Sağlıkçı aşıcılar köye gelirler. Aşıcıların ay ve yılda bu gelişleri, zaman ve zemine göre değişirdi. Aşı ilaçlarının ve iğnelerinin yanında, küçük boy bir tüp bulunurdu. Kibrit veya çakmakla tutuşturulan tüp, sessizce yakılı durur karşımızda. Tüpün hafifçe mavi mavi yanan alevleri, yüzümüze bakar ve bir soğukluk bırakırdı içimizde. Öğrencilerin kara önlükleri sınıfımızı kuşatır. Sağ ve sol kollarımız, omuzlarımıza kadar iyice sıvanarak açılırdı. Cılız ve incecik pazılarımız, aşı iğnesi için yavaş yavaş hazırlanırdı.
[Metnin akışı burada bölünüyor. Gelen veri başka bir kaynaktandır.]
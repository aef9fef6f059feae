//! Response headers applied to every route

use axum::{
	http::header::{HeaderName, HeaderValue},
	Router,
};
use tower::ServiceBuilder;
use tower_http::set_header::SetResponseHeaderLayer;

/// Registry data only changes between polling passes
const CACHE_CONTROL: &str = "public, max-age=60";

pub fn add_response_headers<S>(router: Router<S>) -> Router<S>
where
	S: Clone + Send + Sync + 'static,
{
	router.layer(
		ServiceBuilder::new()
			.layer(SetResponseHeaderLayer::if_not_present(
				HeaderName::from_static("x-content-type-options"),
				HeaderValue::from_static("nosniff"),
			))
			.layer(SetResponseHeaderLayer::if_not_present(
				HeaderName::from_static("cache-control"),
				HeaderValue::from_static(CACHE_CONTROL),
			)),
	)
}
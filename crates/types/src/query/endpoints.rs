//! Endpoint kinds served for a chain

use std::fmt;
use std::str::FromStr;

use serde::Serialize;

use super::QueryError;
use crate::chains::{Chain, Endpoint, Peer};

/// Which endpoint group of a chain to return
#[derive(Debug, Clone, Copy, PartialEq, Eq, Hash)]
pub enum EndpointKind {
	Rpc,
	Grpc,
	Rest,
	Peers,
	Seeds,
}

/// Endpoints selected from a chain for an [`EndpointKind`]
#[derive(Debug, Clone, PartialEq, Eq, Serialize)]
#[serde(untagged)]
pub enum EndpointList {
	Apis(Vec<Endpoint>),
	Peers(Vec<Peer>),
}

impl EndpointKind {
	pub const ALL: [EndpointKind; 5] = [
		EndpointKind::Rpc,
		EndpointKind::Grpc,
		EndpointKind::Rest,
		EndpointKind::Peers,
		EndpointKind::Seeds,
	];

	pub fn as_str(&self) -> &'static str {
		match self {
			EndpointKind::Rpc => "rpc",
			EndpointKind::Grpc => "grpc",
			EndpointKind::Rest => "rest",
			EndpointKind::Peers => "peers",
			EndpointKind::Seeds => "seeds",
		}
	}

	/// Select this endpoint group from a chain
	pub fn select(&self, chain: &Chain) -> EndpointList {
		match self {
			EndpointKind::Rpc => EndpointList::Apis(chain.apis.rpc.clone()),
			EndpointKind::Grpc => EndpointList::Apis(chain.apis.grpc.clone()),
			EndpointKind::Rest => EndpointList::Apis(chain.apis.rest.clone()),
			EndpointKind::Peers => EndpointList::Peers(chain.peers.persistent_peers.clone()),
			EndpointKind::Seeds => EndpointList::Peers(chain.peers.seeds.clone()),
		}
	}
}

impl fmt::Display for EndpointKind {
	fn fmt(&self, f: &mut fmt::Formatter<'_>) -> fmt::Result {
		f.write_str(self.as_str())
	}
}

impl FromStr for EndpointKind {
	type Err = QueryError;

	fn from_str(s: &str) -> Result<Self, Self::Err> {
		EndpointKind::ALL
			.into_iter()
			.find(|kind| kind.as_str() == s)
			.ok_or_else(|| QueryError::bad_request(format!("unknown endpoint kind '{}'", s)))
	}
}

impl EndpointList {
	pub fn len(&self) -> usize {
		match self {
			EndpointList::Apis(endpoints) => endpoints.len(),
			EndpointList::Peers(peers) => peers.len(),
		}
	}

	pub fn is_empty(&self) -> bool {
		self.len() == 0
	}
}
//! Skychart API
//!
//! axum routes exposing the registry queries over HTTP.

pub mod handlers;
pub mod router;
pub mod security;
pub mod state;

pub use router::create_router;
pub use state::AppState;
//! Background job types and definitions

use serde::{Deserialize, Serialize};
use thiserror::Error;

use crate::sync::SyncError;

/// Errors that can occur during job processing
#[derive(Debug, Error)]
pub enum JobError {
	#[error("Job processing failed: {message}")]
	ProcessingFailed { message: String },

	#[error("Registry sync failed: {0}")]
	Sync(#[from] SyncError),
}

/// Result type for job operations
pub type JobResult<T = ()> = Result<T, JobError>;

/// Background job types that can be processed
#[derive(Debug, Clone, PartialEq, Eq, Serialize, Deserialize)]
pub enum BackgroundJob {
	/// Run one registry synchronization pass
	SyncRegistry,
}

impl BackgroundJob {
	/// Get a human-readable description of the job
	pub fn description(&self) -> String {
		match self {
			BackgroundJob::SyncRegistry => "Synchronize registry snapshot".to_string(),
		}
	}
}
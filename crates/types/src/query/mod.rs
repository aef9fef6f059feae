//! Query-facing types shared by the service and API layers

pub mod endpoints;
pub mod errors;

pub use endpoints::{EndpointKind, EndpointList};
pub use errors::{QueryError, QueryResult, Resource};
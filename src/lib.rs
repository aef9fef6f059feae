//! Skychart
//!
//! In-memory mirror of the Cosmos chain registry. A background job polls the
//! hosted registry, rebuilds the chain, asset and IBC path indexes, and
//! publishes them as an immutable snapshot served over HTTP.

// Core domain types
pub use skychart_types::{
	chrono, serde_json, Asset, AssetList, Chain, EndpointKind, EndpointList, Path, QueryError,
	RegistrySource, SourceError, TagDimension,
};

// Storage layer
pub use skychart_storage::{MemoryStore, RegistrySnapshot, SnapshotStats, SnapshotStore};

// Service layer
pub use skychart_service::{
	PollingScheduler, RegistryQueryService, RegistrySync, RegistrySynchronizer, SyncError,
	SyncOptions, SyncOutcome,
};

// Adapters
pub use skychart_adapters::{GithubSource, MemorySource};

// API layer
pub use skychart_api::{create_router, AppState};

// Config
pub use skychart_config::{load_config, log_service_info, log_startup_complete, Settings};

pub mod models {
	pub use skychart_types::*;
}

pub mod storage {
	pub use skychart_storage::*;
}

pub mod config {
	pub use skychart_config::*;
}

pub mod adapters {
	pub use skychart_adapters::*;
}

pub mod api {
	pub use skychart_api::*;
}

pub mod service {
	pub use skychart_service::*;
}

use std::net::SocketAddr;
use std::sync::Arc;

use skychart_config::{log_service_shutdown, LogFormat};
use skychart_service::{BackgroundJob, BackgroundJobHandler};
use tracing::info;

/// Builder wiring the registry source, snapshot store, services and router
#[derive(Default)]
pub struct SkychartBuilder {
	settings: Option<Settings>,
	source: Option<Arc<dyn RegistrySource>>,
	store: Option<Arc<dyn SnapshotStore>>,
}

impl SkychartBuilder {
	pub fn new() -> Self {
		Self::default()
	}

	pub fn with_settings(mut self, settings: Settings) -> Self {
		self.settings = Some(settings);
		self
	}

	/// Use `source` instead of the GitHub registry named in the settings
	pub fn with_source(mut self, source: Arc<dyn RegistrySource>) -> Self {
		self.source = Some(source);
		self
	}

	pub fn with_store(mut self, store: Arc<dyn SnapshotStore>) -> Self {
		self.store = Some(store);
		self
	}

	pub fn settings(&self) -> Option<&Settings> {
		self.settings.as_ref()
	}

	fn init_tracing_from_settings(&self, settings: &Settings) {
		let log_level = &settings.logging.level;
		let env_filter = tracing_subscriber::EnvFilter::try_from_default_env()
			.unwrap_or_else(|_| tracing_subscriber::EnvFilter::new(log_level));

		match settings.logging.format {
			LogFormat::Json => {
				let subscriber = tracing_subscriber::fmt().json().with_env_filter(env_filter);
				if settings.logging.structured {
					subscriber.with_target(true).with_thread_ids(true).init();
				} else {
					subscriber.init();
				}
			},
			LogFormat::Pretty => {
				let subscriber = tracing_subscriber::fmt()
					.pretty()
					.with_env_filter(env_filter);
				if settings.logging.structured {
					subscriber.with_target(true).with_thread_ids(true).init();
				} else {
					subscriber.init();
				}
			},
			LogFormat::Compact => {
				let subscriber = tracing_subscriber::fmt()
					.compact()
					.with_env_filter(env_filter);
				if settings.logging.structured {
					subscriber.with_target(true).with_thread_ids(true).init();
				} else {
					subscriber.init();
				}
			},
		}

		info!(
			"Logging configuration applied: level={}, format={:?}, structured={}",
			settings.logging.level, settings.logging.format, settings.logging.structured
		);
	}

	/// Build the services and router without starting any background work
	///
	/// The snapshot stays empty until a pass runs, either through the
	/// returned state's synchronizer or a `PollingScheduler`.
	pub fn start(self) -> Result<(axum::Router, AppState), Box<dyn std::error::Error>> {
		let settings = self.settings.unwrap_or_default();
		settings.validate()?;

		let source = match self.source {
			Some(source) => source,
			None => Arc::new(GithubSource::from_settings(&settings)?) as Arc<dyn RegistrySource>,
		};
		let store = self
			.store
			.unwrap_or_else(|| Arc::new(MemoryStore::new()) as Arc<dyn SnapshotStore>);
		info!("Registry source: {}", source.describe());

		let synchronizer = RegistrySynchronizer::new(
			source,
			Arc::clone(&store),
			SyncOptions::from_settings(&settings),
		);

		let app_state = AppState {
			query_service: Arc::new(RegistryQueryService::new(store)),
			sync: Arc::new(synchronizer),
		};
		let router = create_router().with_state(app_state.clone());

		Ok((router, app_state))
	}

	/// Start the complete server
	///
	/// Loads `.env` and the configuration unless settings were provided,
	/// initializes tracing, starts registry polling and serves until Ctrl-C.
	pub async fn start_server(mut self) -> Result<(), Box<dyn std::error::Error>> {
		dotenvy::dotenv().ok();

		let settings = match self.settings.take() {
			Some(settings) => settings,
			None => load_config()?,
		};

		self.init_tracing_from_settings(&settings);
		log_service_info(&settings);

		let bind_addr = settings.bind_address();
		let addr: SocketAddr = bind_addr
			.parse()
			.map_err(|e| format!("Invalid bind address '{}': {}", bind_addr, e))?;
		let sync_interval = settings.sync_interval();

		let (app, state) = self.with_settings(settings).start()?;

		let scheduler = PollingScheduler::new(
			Arc::new(BackgroundJobHandler::new(Arc::clone(&state.sync))),
			BackgroundJob::SyncRegistry,
		);
		let cancel = scheduler.cancellation_token();
		let polling = scheduler.spawn(sync_interval);

		let listener = tokio::net::TcpListener::bind(addr).await?;

		log_startup_complete(&bind_addr);
		info!("API endpoints available:");
		info!("  GET  /health");
		info!("  GET  /v1/chains");
		info!("  GET  /v1/chain/{{chain}}");
		info!("  GET  /v1/chain/{{chain}}/endpoints/{{kind}}");
		info!("  GET  /v1/chain/{{chain}}/assets");
		info!("  GET  /v1/assets");
		info!("  GET  /v1/asset/{{display}}");
		info!("  GET  /v1/paths");
		info!("  GET  /v1/paths/names");
		info!("  GET  /v1/paths/filter?{{dex|preferred|properties|status}}=value");
		info!("  GET  /v1/path/{{chain1}}-{{chain2}}");

		axum::serve(listener, app)
			.with_graceful_shutdown(async {
				let _ = tokio::signal::ctrl_c().await;
			})
			.await?;

		cancel.cancel();
		polling.await?;
		log_service_shutdown();

		Ok(())
	}
}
Sağlık memurları, harıl harıl çalışırlar. Memurlar, sınıfın bir o köşesinden bir bu köşesine koşuşturur dururlardı. Sağlık memurları ve hemşirelerinin içinde Türkçesi güzel olan biri ön plana çıkar, aşının faydalarından ve hastalıklardan korunma yollarını anlatır da anlatırdı…
Biz öğrenciler, bu anlatılanların faydalarına ve önemine dikkat ettiğimizi hiç sanmıyorum. Aşının acısını, hiç aşı olmadan iliklerimizde hissederiz. İğnenin korkusu bacamızı çoktan sarmıştır. Şimdiki aşı ve iğneler gibi her bir öğrenci için bir enjeksiyon ve ilaç yoktu. Kocaman bir iğne ve elde bir şırınga vardı. On santimlik uzunluğunda, ucu çelik sivrisi olan bir iğne…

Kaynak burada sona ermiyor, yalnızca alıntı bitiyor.